AS Roma pokonała w niedzielę na wyjeździe 3:1 Cagliari po hat-tricku napastnika Mattii Destro, i przybliżyła się na pięć punktów do prowadzącego we włoskiej Serie A Juventusu Turyn. W 32. kolejce w akcji zobaczyliśmy też Kamila Glika z Torino i Rafała Wolskiego z Fiorentiny.
Roma, której rezerwowym bramkarzem jest Łukasz Skorupski, nie dała szans
zajmującemu 15. miejsce w lidze rywalowi. Destro trafił do siatki w 32., 56.
i 73. minucie, a gospodarzy stać było tylko na bramkę Chilijczyka Mauricio
Pinilli z rzutu karnego w końcówce meczu.
To szóste z rzędu zwycięstwo w ekstraklasie Romy, która zgromadziła 76
punktów. Cagliari przegrało z kolei cztery z ostatnich pięciu spotkań i ma 32
”oczka”.
Z wyścigu o scudetto odpadło praktycznie Napoli. W niedzielę po raz drugi w
sezonie przegrało z Parmą 0:1 i do lidera traci już 17 pkt. Gospodarze
przełamali serię czterech meczów bez zwycięstwa, a największy wkład miał w to
strzelec jedynej bramki Marco Parolo.
W niedzielę trzy punkty wywalczył także drugi zespół z Rzymu - Lazio.
Pokonując przed własną publicznością 2:0 Sampdorię Genua, z rezerwowymi
Pawłem Wszołkiem i Bartoszem Salamonem, stołeczni przedłużyli szanse na awans
do kolejnej edycji Ligi Europejskiej. Zajmują szóste miejsce w tabeli z 48
punktami i do ”strefy pucharowej” tracą dwa.
Coraz bliższa gry w LE jest Fiorentina, która w rozegranym jednocześnie meczu
wygrała we Florencji z Udinese 2:1. Na ostatni kwadrans na murawie w zespole
gospodarzy pojawił się Rafał Wolski, natomiast cały mecz z ławki rezerwowych
gości oglądał Piotr Zieliński.
Czwarta Viola ma 55 punktów i o pięć wyprzedza Inter Mediolan, który w
sobotę tylko zremisował 2:2 z broniącą się przed spadkiem Bologną. Trzecią
pozycję, premiowaną miejscem w kwalifikacjach Ligi Mistrzów, zajmuje Napoli
(64), które wieczorem zmierzy się na wyjeździe z Parmą. Gospodarze tego meczu
zgromadzili 47 punktów i również marzą o występie w Lidze Europejskiej.

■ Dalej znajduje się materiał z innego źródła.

//! Shared utilities for CLI commands

use anyhow::{Context, Result};
use sf_core::{Config, NamingRegistry};
use sf_db::DuckDbWarehouse;
use sf_etl::Pipeline;
use std::fmt;
use std::path::{Path, PathBuf};
use std::sync::Arc;

use crate::cli::GlobalArgs;
use crate::pipelines;

/// Error type representing a non-zero process exit code.
///
/// Use `return Err(ExitCode(N).into())` instead of `std::process::exit(N)`
/// so that RAII destructors run and cleanup happens properly.
#[derive(Debug)]
pub(crate) struct ExitCode(pub(crate) i32);

impl fmt::Display for ExitCode {
    fn fmt(&self, f: &mut fmt::Formatter<'_>) -> fmt::Result {
        // Intentionally empty: ExitCode is a control-flow mechanism, not a
        // user-facing error. If anyhow's Display chain ever reaches this
        // (e.g. downcast_ref fails in main.rs), we don't want "exit code N"
        // leaking into stderr.
        write!(f, "")
    }
}

impl std::error::Error for ExitCode {}

/// Loaded project state shared by commands
pub(crate) struct ProjectContext {
    pub(crate) config: Config,
    pub(crate) root: PathBuf,
    pub(crate) registry: Arc<NamingRegistry>,
}

impl ProjectContext {
    pub(crate) fn load(global: &GlobalArgs) -> Result<Self> {
        let root = PathBuf::from(&global.project_dir);
        let config = Config::load(&root).context("Failed to load project configuration")?;
        Ok(Self {
            config,
            root,
            registry: Arc::new(NamingRegistry::standard()),
        })
    }

    /// Open the configured warehouse database
    pub(crate) fn open_warehouse(&self) -> Result<DuckDbWarehouse> {
        let path = &self.config.warehouse.path;
        let db = if path == ":memory:" {
            DuckDbWarehouse::in_memory()
        } else {
            DuckDbWarehouse::from_path(&self.root.join(path))
        };
        db.with_context(|| format!("Failed to open warehouse at {}", path))
    }

    pub(crate) fn pipelines(&self) -> Vec<Box<dyn Pipeline>> {
        pipelines::build_pipelines(&self.config, &self.root, Arc::clone(&self.registry))
    }
}

/// Filter pipelines by a comma-separated name list, preserving
/// registration order. Unknown names are an error rather than a
/// silent no-op.
pub(crate) fn select_pipelines(
    pipelines: Vec<Box<dyn Pipeline>>,
    selection: Option<&str>,
) -> Result<Vec<Box<dyn Pipeline>>> {
    let Some(selection) = selection else {
        return Ok(pipelines);
    };

    let wanted: Vec<&str> = selection
        .split(',')
        .map(str::trim)
        .filter(|s| !s.is_empty())
        .collect();

    for name in &wanted {
        if !pipelines.iter().any(|p| p.name() == *name) {
            anyhow::bail!("Unknown pipeline: {}", name);
        }
    }

    Ok(pipelines
        .into_iter()
        .filter(|p| wanted.contains(&p.name()))
        .collect())
}

/// Resolve the configured warehouse file for display
pub(crate) fn warehouse_display_path(config: &Config, root: &Path) -> String {
    if config.warehouse.path == ":memory:" {
        config.warehouse.path.clone()
    } else {
        root.join(&config.warehouse.path).display().to_string()
    }
}
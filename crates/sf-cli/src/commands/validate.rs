//! Validate command implementation
//!
//! Runs the selected pipelines through extract, transform and
//! validate without ever writing to the warehouse. Dimension lookups
//! for facts still read from the warehouse's current state.

use anyhow::Result;
use sf_core::RunContext;
use sf_etl::Runner;
use std::time::Instant;

use crate::cli::{GlobalArgs, ValidateArgs};
use crate::commands::common::{select_pipelines, ExitCode, ProjectContext};

/// Execute the validate command
pub async fn execute(args: &ValidateArgs, global: &GlobalArgs) -> Result<()> {
    let start_time = Instant::now();
    let project = ProjectContext::load(global)?;
    let db = project.open_warehouse()?;

    let pipelines = select_pipelines(project.pipelines(), args.pipelines.as_deref())?;
    let ctx = RunContext::new().dry_run();
    let runner = Runner::default();

    println!("Validating {} pipelines...\n", pipelines.len());

    let mut failure_count = 0;
    for pipeline in &pipelines {
        match runner.run(pipeline.as_ref(), &ctx, &db).await {
            Ok(table) => {
                println!("  ✓ {} ({} rows)", pipeline.name(), table.len());
            }
            Err(e) => {
                failure_count += 1;
                match e.validation_results() {
                    Some(results) => {
                        println!("  ✗ {}", pipeline.name());
                        for result in results.iter().filter(|r| !r.passed) {
                            println!(
                                "      {} {} on {}: {} ({}/{} rows)",
                                result.severity,
                                result.rule_name,
                                result.column,
                                result.message,
                                result.failed_count,
                                result.total_count
                            );
                        }
                    }
                    None => {
                        println!("  ✗ {}: {}", pipeline.name(), e);
                    }
                }
            }
        }
    }

    println!();
    println!(
        "{} passed, {} failed ({}ms)",
        pipelines.len() - failure_count,
        failure_count,
        start_time.elapsed().as_millis()
    );

    if failure_count > 0 {
        return Err(ExitCode(1).into());
    }
    Ok(())
}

Torino, z kapitanem Kamilem Glikiem, zdołało odwrócić losy spotkania z
zamykającą tabelę Catanią. Gospodarze prowadzili już od drugiej minuty po
trafieniu Argentyńczyka Gonzalo Bergessio, ale turyńczycy wyrównali w 79.
min. po golu Szweda Aleksandra Farneruda, a chwilę później wynik na 2:1
ustalił jeden z dwójki niezawodnych w tym sezonie napastników Torino - Ciro
Immobile.
Włoch ma już 18 bramek w lidze i prowadzi w klasyfikacji strzelców wspólnie z
Argentyńczykiem Carlosem Tevezem z Juventusu.
Glik rozegrał cały mecz, a w 74. minucie zobaczył żółtą kartkę.
W sobotę odbyły się także derby Werony. Na stadionie Chievo lepszy okazał się
beniaminek Hellas, wygrywając 1:0. Jedynego gola - 16. w sezonie - zdobył
doświadczony Luca Toni, ustanawiając klubowy rekord strzelecki w jednym
sezonie ekstraklasy. W kraju pojawiły się nawet opinie, że 36-letni napastnik
powinien znaleźć się w kadrze Italii na mistrzostwa świata w Brazylii.
Juventus zagra z Livorno w poniedziałek o godzinie 19.00, natomiast dwie
godziny później rozpocznie się starcie Genoi z dopiero 11. w tabeli AC Milan.